Pessoalmente, sou a favor da posição que defende a mais ampla protecção. Sei perfeitamente que, interpretado literalmente, o artigo 173.o não prevê uma fiscalização jurisdicional das decisões do Parlamento; creio, todavia, que tal interpretação estaria em conflito com o sistema dos tratados e considero existirem na vossa jurisprudência e na doutrina argumentos e apoios suficientes para se preferir a tese contrária.

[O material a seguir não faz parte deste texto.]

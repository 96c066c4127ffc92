//! Instruction set of the simulated device.
//!
//! Opcodes follow the 6 bit instruction register of the 7 series devices (UG470).
use std::fmt::Display;

use xvc_protocol::bits;

/// Length of the instruction register in bits
pub const IR_LEN: usize = 6;

#[derive(Copy, Clone, Debug, Eq, PartialEq, Hash)]
pub enum Instruction {
    Extest,
    Sample,
    User1,
    User2,
    User3,
    User4,
    CfgIn,
    CfgOut,
    Idcode,
    Jprogram,
    Jstart,
    Jshutdown,
    IscEnable,
    IscProgram,
    IscNoop,
    IscDisable,
    Bypass,
}

impl Instruction {
    pub const ALL: [Instruction; 17] = [
        Instruction::Extest,
        Instruction::Sample,
        Instruction::User1,
        Instruction::User2,
        Instruction::User3,
        Instruction::User4,
        Instruction::CfgIn,
        Instruction::CfgOut,
        Instruction::Idcode,
        Instruction::Jprogram,
        Instruction::Jstart,
        Instruction::Jshutdown,
        Instruction::IscEnable,
        Instruction::IscProgram,
        Instruction::IscNoop,
        Instruction::IscDisable,
        Instruction::Bypass,
    ];

    pub const fn opcode(self) -> u8 {
        match self {
            Instruction::Extest => 0b10_0110,
            Instruction::Sample => 0b00_0001,
            Instruction::User1 => 0b00_0010,
            Instruction::User2 => 0b00_0011,
            Instruction::User3 => 0b10_0010,
            Instruction::User4 => 0b10_0011,
            Instruction::CfgIn => 0b00_0101,
            Instruction::CfgOut => 0b00_0100,
            Instruction::Idcode => 0b00_1001,
            Instruction::Jprogram => 0b00_1011,
            Instruction::Jstart => 0b00_1100,
            Instruction::Jshutdown => 0b00_1101,
            Instruction::IscEnable => 0b01_0000,
            Instruction::IscProgram => 0b01_0001,
            Instruction::IscNoop => 0b01_0100,
            Instruction::IscDisable => 0b01_0110,
            Instruction::Bypass => 0b11_1111,
        }
    }

    /// The opcode as it sits in the instruction register, MSB first.
    pub const fn bits(self) -> [bool; IR_LEN] {
        let opcode = self.opcode();
        let mut bits = [false; IR_LEN];
        let mut i = 0;
        while i < IR_LEN {
            bits[i] = opcode & (1 << (IR_LEN - 1 - i)) != 0;
            i += 1;
        }
        bits
    }

    pub fn from_opcode(opcode: u8) -> Option<Instruction> {
        Instruction::ALL
            .into_iter()
            .find(|instruction| instruction.opcode() == opcode)
    }

    /// Decodes the content of the instruction register.
    /// Unknown opcodes select [Instruction::Bypass].
    pub fn decode(ir: &[bool]) -> Instruction {
        let known = if ir.len() == IR_LEN {
            Instruction::from_opcode(bits::to_value(ir) as u8)
        } else {
            None
        };
        known.unwrap_or_else(|| {
            log::warn!("Unknown instruction {:?}, selecting BYPASS", ir);
            Instruction::Bypass
        })
    }
}

impl Display for Instruction {
    fn fmt(&self, f: &mut std::fmt::Formatter<'_>) -> std::fmt::Result {
        let name = match self {
            Instruction::Extest => "EXTEST",
            Instruction::Sample => "SAMPLE",
            Instruction::User1 => "USER1",
            Instruction::User2 => "USER2",
            Instruction::User3 => "USER3",
            Instruction::User4 => "USER4",
            Instruction::CfgIn => "CFG_IN",
            Instruction::CfgOut => "CFG_OUT",
            Instruction::Idcode => "IDCODE",
            Instruction::Jprogram => "JPROGRAM",
            Instruction::Jstart => "JSTART",
            Instruction::Jshutdown => "JSHUTDOWN",
            Instruction::IscEnable => "ISC_ENABLE",
            Instruction::IscProgram => "ISC_PROGRAM",
            Instruction::IscNoop => "ISC_NOOP",
            Instruction::IscDisable => "ISC_DISABLE",
            Instruction::Bypass => "BYPASS",
        };
        f.write_str(name)
    }
}

#[cfg(test)]
mod test {
    use super::*;

    #[test]
    fn opcodes_are_distinct_and_fit() {
        for (i, a) in Instruction::ALL.iter().enumerate() {
            assert!(a.opcode() < 1 << IR_LEN, "{} is too wide", a);
            for b in &Instruction::ALL[i + 1..] {
                assert_ne!(a.opcode(), b.opcode(), "{} and {} collide", a, b);
            }
        }
    }

    #[test]
    fn bits_are_msb_first() {
        assert_eq!(
            Instruction::Idcode.bits().to_vec(),
            bits::from_literal("00 1001").unwrap()
        );
        assert_eq!(
            Instruction::Extest.bits().to_vec(),
            bits::from_literal("10 0110").unwrap()
        );
    }

    #[test]
    fn decodes_every_instruction() {
        for instruction in Instruction::ALL {
            assert_eq!(Instruction::decode(&instruction.bits()), instruction);
        }
    }

    #[test]
    fn unknown_patterns_decode_to_bypass() {
        let mut unknown = 0;
        for opcode in 0..1u8 << IR_LEN {
            if Instruction::from_opcode(opcode).is_none() {
                let ir = bits::from_value(u64::from(opcode), IR_LEN);
                assert_eq!(Instruction::decode(&ir), Instruction::Bypass);
                unknown += 1;
            }
        }
        assert_eq!(unknown, 64 - Instruction::ALL.len());
        assert_eq!(Instruction::decode(&[true, false]), Instruction::Bypass);
    }
}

Comecemos pela jurisprudência. Não há dúvida de que ela consagra, em princípio, o poder do Tribunal para se pronunciar sobre a validade e legalidade dos actos do Parlamento. Referirei, como exemplo, o acórdão de 15 de Setembro de 1981, no processo 208/80, Lord Bruce of Donington/Aspden (Recueil 1981, p. 2205): sendo-lhe submetida uma questão a título prejudicial, nos termos do artigo 177.o do Tratado CEE, o Tribunal apreciou e considerou implicitamente legais as normas adoptadas pelo Parlamento para regulamentar o reembolso das despesas e subsídios dos seus membros. Bem mais significativo, por outro lado, é o acórdão de 10 de Fevereiro de 1983, no processo 230/81 (Recueil 1983, p. 255). Tendo o Luxemburgo impugnado uma decisão relativa à sede e locais de trabalho do Parlamento, este opôs uma excepção de inadmissibilidade. O Grão-Ducado reagiu, sugerindo ao Tribunal que interpretasse extensivamente o artigo 173.o e baseando a sua proposta, quer nos «poderes alargados (atribuídos ao) Parlamento», quer na necessidade de «evitar lacunas na tutela jurisdicional» (n.o 15).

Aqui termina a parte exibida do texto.